Online participation is always a two-way street. If you ask the public to participate by delivering content, you have to give them something in return, something that might interest them in time and form. It’s very important to study the interests of the target audience. The people who design and manage online communication for this participation should be just like the audience in question, have similar objectives and concerns and, at the same time, knowledge about the entity for which they are working. This can be achieved with mixed teams. Somebody who knows the institution can collaborate and also, it’s necessary to have the support of people ‘from the street’, someone who is part of the target audience.
It’s essential that all the terms of participation are clear from the start and don’t change or stay open. What the participants deliver and get should be written in terms and conditions. Even if there is a chance to better the conditions as the process comes along, it doesn’t make sense. People usually don’t value gifts that are free. If you gift something that wasn’t in the terms and conditions, people will tend not to value it.
These days another cultural center of Barcelona is calling for participation with “Send in your photos, there will be rewards.” What rewards? What will they do with my photos? Will they be exhibited? These are the questions that will immediately come to any potential participant’s mind. Such doubts should be clearly explained in the call for participation communication and shouldn’t change.
Another important topic is the validity of the organizing party. Users don’t trust entities without a face. All Barcelona Photobloggers’ calls for participation are done by directing members of the association and include full names, e-mails and contact telephone numbers. We don’t ‘hide’ behind the name of some organization. Credibility on the web is established person to person. Organizations are built on that (unless you are MoMa). If anybody has a question, we are always available. People know us through our activities and because we attend events organized by other institutions since photography is our interest that goes beyond Barcelona Photobloggers. We wear our T-shirts to every exhibition opening so that people who want to get to know us can find us.
In order for a participative project to be successful, it’s necessary to be online for at least two months with all the software and advertisement in place. And it’s a very minimal estimate. Usually when we are faced with such projects, we try to have four months ahead of us.
The final goal of citizens participating in a cultural project is happiness of all those involved in the game. People who invest their time and material to enrich a final product of a cultural center should feel that they are a part of something, that they are valued, heard and rewarded for their effort. This feeling will turn them into true ‘fans’ of the center/museum. Such fans online are the key to large scale advertisement that’s free of cost. They are the ones who will always participate in activities and increase the number of visitors not in a sporadic way but in a constant way.
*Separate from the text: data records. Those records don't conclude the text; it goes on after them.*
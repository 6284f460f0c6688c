//! Client for the oncall scheduling REST API
//!
//! ```no_run
//! use oncall::{AuthMethod, Config, OncallClient, TeamConfig};
//!
//! # async fn run() -> oncall::Result<()> {
//! let client = OncallClient::new(
//!     Config::new("https://oncall.example.com")
//!         .with_credentials("jdoe", "secret")
//!         .with_auth_method(AuthMethod::User),
//! )?;
//!
//! let team = client.create_team(&TeamConfig::new("ops", "US/Central")).await?;
//! client.set_team_admins(team.name(), &["jdoe".to_string()]).await?;
//! # Ok(())
//! # }
//! ```

pub mod auth;
pub mod client;
pub mod config;
pub mod error;
pub mod logger;
pub mod reconcile;
mod resources;
pub mod types;

pub use auth::{Authenticator, Credentials, HmacAuthenticator, SessionAuthenticator};
pub use client::OncallClient;
pub use config::{AuthMethod, Config};
pub use error::{Error, ErrorCode, Result};
pub use logger::{LogFields, LogLevel, Logger, TracingLogger};
pub use reconcile::{reconcile, Reconciliation};
pub use types::{Contacts, Roster, RosterUser, Schedule, ScheduleEvent, Team, TeamConfig, User};

pub const VERSION_STRING: &str = concat!(env!("CARGO_PKG_VERSION"), " (oncall-client)");
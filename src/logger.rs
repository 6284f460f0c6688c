//! Logging collaborator
//!
//! The client never writes to a global logger of its own. A [`Logger`] is handed
//! to it at construction and shared with the authenticators. [`TracingLogger`]
//! forwards to `tracing`, leaving subscriber setup to the host application.

use std::fmt;
use std::sync::Arc;

/// Log levels
#[derive(Debug, Clone, Copy, PartialEq, Eq, PartialOrd, Ord)]
pub enum LogLevel {
    Trace = 0,
    Debug = 1,
    Info = 2,
    Warning = 3,
    Error = 4,
}

/// Structured context of a resource operation.
///
/// Empty fields are left out when rendered as text.
#[derive(Debug, Clone, Copy, Default, PartialEq, Eq)]
pub struct LogFields<'a> {
    /// Resource family, e.g. `team_admin`
    pub kind: &'a str,
    pub action: &'a str,
    pub team: &'a str,
    pub roster: &'a str,
    /// User or schedule the operation acts on
    pub subject: &'a str,
}

impl<'a> LogFields<'a> {
    pub fn new(kind: &'a str, action: &'a str) -> Self {
        LogFields {
            kind,
            action,
            ..Default::default()
        }
    }

    pub fn team(mut self, team: &'a str) -> Self {
        self.team = team;
        self
    }

    pub fn roster(mut self, roster: &'a str) -> Self {
        self.roster = roster;
        self
    }

    pub fn subject(mut self, subject: &'a str) -> Self {
        self.subject = subject;
        self
    }
}

impl fmt::Display for LogFields<'_> {
    fn fmt(&self, f: &mut fmt::Formatter<'_>) -> fmt::Result {
        write!(f, "{} action={}", self.kind, self.action)?;
        for (key, value) in [("team", self.team), ("roster", self.roster), ("subject", self.subject)] {
            if !value.is_empty() {
                write!(f, " {key}={value}")?;
            }
        }
        Ok(())
    }
}

/// Sink for the client's diagnostic messages
pub trait Logger: Send + Sync {
    fn log(&self, level: LogLevel, message: &str);

    /// Log with structured context. Sinks without native fields get them
    /// prefixed to the message.
    fn log_fields(&self, level: LogLevel, fields: &LogFields<'_>, message: &str) {
        self.log(level, &format!("[{fields}] {message}"));
    }
}

macro_rules! tracing_event {
    ($level:expr, $($arg:tt)+) => {
        match $level {
            LogLevel::Trace => tracing::trace!($($arg)+),
            LogLevel::Debug => tracing::debug!($($arg)+),
            LogLevel::Info => tracing::info!($($arg)+),
            LogLevel::Warning => tracing::warn!($($arg)+),
            LogLevel::Error => tracing::error!($($arg)+),
        }
    };
}

/// Forwards every message to the `tracing` macros under target `oncall`
#[derive(Debug, Clone, Copy, Default)]
pub struct TracingLogger;

impl Logger for TracingLogger {
    fn log(&self, level: LogLevel, message: &str) {
        tracing_event!(level, target: "oncall", "{message}");
    }

    fn log_fields(&self, level: LogLevel, fields: &LogFields<'_>, message: &str) {
        tracing_event!(
            level,
            target: "oncall",
            kind = fields.kind,
            action = fields.action,
            team = fields.team,
            roster = fields.roster,
            subject = fields.subject,
            "{message}"
        );
    }
}

pub(crate) fn default_logger() -> Arc<dyn Logger> {
    Arc::new(TracingLogger)
}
Many years ago a friend told me: “We are clowns; that’s our job.” We, cultural project managers, are clowns. Our goal is to spread entertainment, not thought. It’s especially true when it comes to open participation calls. The whole experience should be pleasant for the audience that attends and for those who attend and participate. If you are reading this and realize that being a clown is not for you, it’s better if you don’t design and participative project open to general public.
It’s better not to start a project unless all its stages are thought out and matured. If not so, it’s advisable to wait for the next one. The risk of opening communication with an immature product is losing the respect of the participants, which could mean that they would play once but never in the future.
Barcelona Photobloggers was born out of online interaction with photoblog users. We have been organizing participative/collaborative projects online for galleries, cultural centers, malls and the town hall since 2006. I have developed special software for online participation with photographic content.